To find the most effective antidepressant medication with minimal side effects, the dosages can be adjusted, and if necessary, combinations of different classes of antidepressants can be tried. Response rates to the first antidepressant administered range from 50–75%, and it can take at least six to eight weeks from the start of medication to remission, when the patient is back to their normal self.[165] Antidepressant medication treatment is usually continued for 16 to 20 weeks after remission, to minimize the chance of recurrence,[165] and even up to one year of continuation is recommended.[166] People with chronic depression may need to take medication indefinitely to avoid relapse.[3]

Selective serotonin reuptake inhibitors (SSRIs) are the primary medications prescribed owing to their effectiveness, relatively mild side effects, and because they are less toxic in overdose than other antidepressants.[167] Patients who do not respond to one SSRI can be switched to another antidepressant, and this results in improvement in almost 50% of cases.[168] Another option is to switch to the atypical antidepressant bupropion.[169][170][171] Venlafaxine, an antidepressant with a different mechanism of action, may be modestly more effective than SSRIs.[172] However, venlafaxine is not recommended in the UK as a first-line treatment because of evidence suggesting its risks may outweigh benefits,[173] and it is specifically discouraged in children and adolescents.[174][175] For adolescent depression, fluoxetine[174] and escitalopram[176] are the two recommended choices. Antidepressants have not been found to be beneficial in children.[177] Any antidepressant can cause low serum sodium levels (also called hyponatremia);[178] nevertheless, it has been reported more often with SSRIs.[167] It is not uncommon for SSRIs to cause or worsen insomnia; the sedating antidepressant mirtazapine can be used in such cases.[179][180]

Monoamine oxidase inhibitors, an older class of antidepressants, have been plagued by potentially life-threatening dietary and drug interactions. They are still used only rarely, although newer and better tolerated agents of this class have been developed.[181]

The terms "refractory depression" and "treatment-resistant depression" are used to describe cases that do not respond to adequate courses of at least two antidepressants.[182] In many major studies, only about 35% of patients respond well to medical treatment. It may be difficult for a doctor to decide when someone has treatment-resistant depression or whether the problem is due to coexisting disorders, which are common among patients with major depression.[183]

A team of psychologists from multiple American universities found that antidepressant drugs hardly have better effects than a placebo in cases of mild or moderate depression. The study focused on paroxetine and imipramine.[184]

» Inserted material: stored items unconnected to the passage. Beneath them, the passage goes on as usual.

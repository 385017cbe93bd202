use policy_core::{ContactFormHandler, FormEffect, FormError};
use shared::{
    domain::{Section, SECTIONS},
    error::ApiError,
    protocol::{ContactFields, ContactResponse},
};
use tracing::debug;

pub mod page;

pub use page::{render_policy_center, InitialScroll, PolicyCenterPage};

#[derive(Clone)]
pub struct ApiContext {
    pub contact: ContactFormHandler,
}

pub fn list_sections() -> Vec<Section> {
    SECTIONS.to_vec()
}

/// Validates and forwards one submission. The success notification is taken
/// from the handler's effects so the response matches what a local form shows.
pub async fn submit_contact(
    ctx: &ApiContext,
    fields: &ContactFields,
) -> Result<ContactResponse, ApiError> {
    let effects = ctx.contact.submit(fields).await.map_err(|error| match error {
        FormError::Validation(error) => ApiError::from(error),
        FormError::Forwarding(error) => ApiError::from(error),
    })?;

    let notification = effects
        .into_iter()
        .find_map(|effect| match effect {
            FormEffect::Notify(notification) => Some(notification),
            FormEffect::ClearFields => None,
        })
        .unwrap_or_else(|| ctx.contact.success_notification());
    debug!(message = %notification.message, "contact submission acknowledged");
    Ok(ContactResponse { notification })
}

#[cfg(test)]
#[path = "tests/lib_tests.rs"]
mod tests;
//! Bridge between the UI thread and the forwarding worker.

pub mod commands;
pub mod runtime;
use std::fmt;

use serde::{Deserialize, Serialize};
use thiserror::Error;

use crate::domain::FormField;

#[derive(Debug, Clone, Copy, PartialEq, Eq, Serialize, Deserialize)]
#[serde(rename_all = "snake_case")]
pub enum ErrorCode {
    Validation,
    /// The request body could not be read as a contact submission.
    InvalidRequest,
    Forwarding,
    NotFound,
    Internal,
}

#[derive(Debug, Clone, Serialize, Deserialize)]
pub struct ApiError {
    pub code: ErrorCode,
    pub message: String,
    #[serde(default, skip_serializing_if = "Vec::is_empty")]
    pub fields: Vec<FormField>,
}

impl ApiError {
    pub fn new(code: ErrorCode, message: impl Into<String>) -> Self {
        Self {
            code,
            message: message.into(),
            fields: Vec::new(),
        }
    }
}

impl From<ValidationError> for ApiError {
    fn from(value: ValidationError) -> Self {
        Self {
            code: ErrorCode::Validation,
            message: value.to_string(),
            fields: value.fields(),
        }
    }
}

impl From<ForwardingError> for ApiError {
    fn from(value: ForwardingError) -> Self {
        Self::new(ErrorCode::Forwarding, value.to_string())
    }
}

#[derive(Debug, Clone, Copy, PartialEq, Eq, Serialize, Deserialize)]
#[serde(rename_all = "snake_case")]
pub enum FieldProblem {
    Missing,
    Malformed,
}

#[derive(Debug, Clone, Copy, PartialEq, Eq, Serialize, Deserialize)]
pub struct FieldIssue {
    pub field: FormField,
    pub problem: FieldProblem,
}

/// Every problem found in one pass over the form, in form order.
#[derive(Debug, Clone, PartialEq, Eq, Error)]
#[error("{}", describe_issues(.issues))]
pub struct ValidationError {
    pub issues: Vec<FieldIssue>,
}

impl ValidationError {
    pub fn fields(&self) -> Vec<FormField> {
        self.issues.iter().map(|issue| issue.field).collect()
    }

    pub fn cites(&self, field: FormField) -> bool {
        self.issues.iter().any(|issue| issue.field == field)
    }
}

fn fields_with(issues: &[FieldIssue], problem: FieldProblem) -> Vec<FormField> {
    issues
        .iter()
        .filter(|issue| issue.problem == problem)
        .map(|issue| issue.field)
        .collect()
}

fn describe_issues(issues: &[FieldIssue]) -> String {
    let mut parts = Vec::new();
    let missing = fields_with(issues, FieldProblem::Missing);
    if !missing.is_empty() {
        parts.push(format!("missing required field(s): {}", FieldList(&missing)));
    }
    let malformed = fields_with(issues, FieldProblem::Malformed);
    if !malformed.is_empty() {
        parts.push(format!("malformed field(s): {}", FieldList(&malformed)));
    }
    parts.join("; ")
}

struct FieldList<'a>(&'a [FormField]);

impl fmt::Display for FieldList<'_> {
    fn fmt(&self, f: &mut fmt::Formatter<'_>) -> fmt::Result {
        for (index, field) in self.0.iter().enumerate() {
            if index > 0 {
                f.write_str(", ")?;
            }
            write!(f, "{field}")?;
        }
        Ok(())
    }
}

#[derive(Debug, Clone, PartialEq, Eq, Error)]
#[error("submission could not be delivered: {reason}")]
pub struct ForwardingError {
    pub reason: String,
}

impl ForwardingError {
    pub fn new(reason: impl Into<String>) -> Self {
        Self {
            reason: reason.into(),
        }
    }
}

For children, adolescents, and probably young adults between 18–24 years old, there is a higher risk of both suicidal ideations and suicidal behavior in those treated with SSRIs.[185][186][187][188][189] For adults, it is unclear whether or not SSRIs affect the risk of suicidality.[189] One review found no connection;[190] another an increased risk;[191] and a third no risk in those 25–65 years old and a decrease risk in those more than 65.[192] Epidemiological data has found that the widespread use of antidepressants in the new “SSRI-era” is associated with a significant decline in suicide rates in most countries with traditionally high baseline suicide rates.[193] The causality of the relationship is inconclusive.[194] A black box warning was introduced in the United States in 2007 on SSRI and other antidepressant medications due to increased risk of suicide in patients younger than 24 years old.[195] Similar precautionary notice revisions were implemented by the Japanese Ministry of Health.[196]

Electroconvulsive therapy

Electroconvulsive therapy (ECT) is a procedure whereby pulses of electricity are sent through the brain via two electrodes, usually one on each temple, to induce a seizure while the patient is under a brief period of general anaesthesia. Hospital psychiatrists may recommend ECT for cases of severe major depression which have not responded to antidepressant medication or, less often, psychotherapy or supportive interventions.[197] ECT can have a quicker effect than antidepressant therapy and thus may be the treatment of choice in emergencies such as catatonic depression where the patient has stopped eating and drinking, or where a patient is severely suicidal.[197] ECT is probably more effective than pharmacotherapy for depression in the immediate short-term,[198] although a landmark community-based study found much lower remission rates in routine practice.[199] When ECT is used on its own, the relapse rate within the first six months is very high; early studies put the rate at around 50%,[200] while a more recent controlled trial found rates of 84% even with placebos.[201] The early relapse rate may be reduced by the use of psychiatric medications or further ECT[202][203] (although the latter is not recommended by some authorities)[204] but remains high.[205] Common initial adverse effects from ECT include short and long-term memory loss, disorientation and headache.[206] Although memory disturbance after ECT usually resolves within one month, ECT remains a controversial treatment, and debate on its efficacy and safety continues.[207][208]

Prognosis

Major depressive episodes often resolve over time whether or not they are treated. Outpatients on a waiting list show a 10–15% reduction in symptoms within a few months, with approximately 20% no longer meeting the full criteria for a depressive disorder.[209] The median duration of an episode has been estimated to be 23 weeks, with the highest rate of recovery in the first three months.[210]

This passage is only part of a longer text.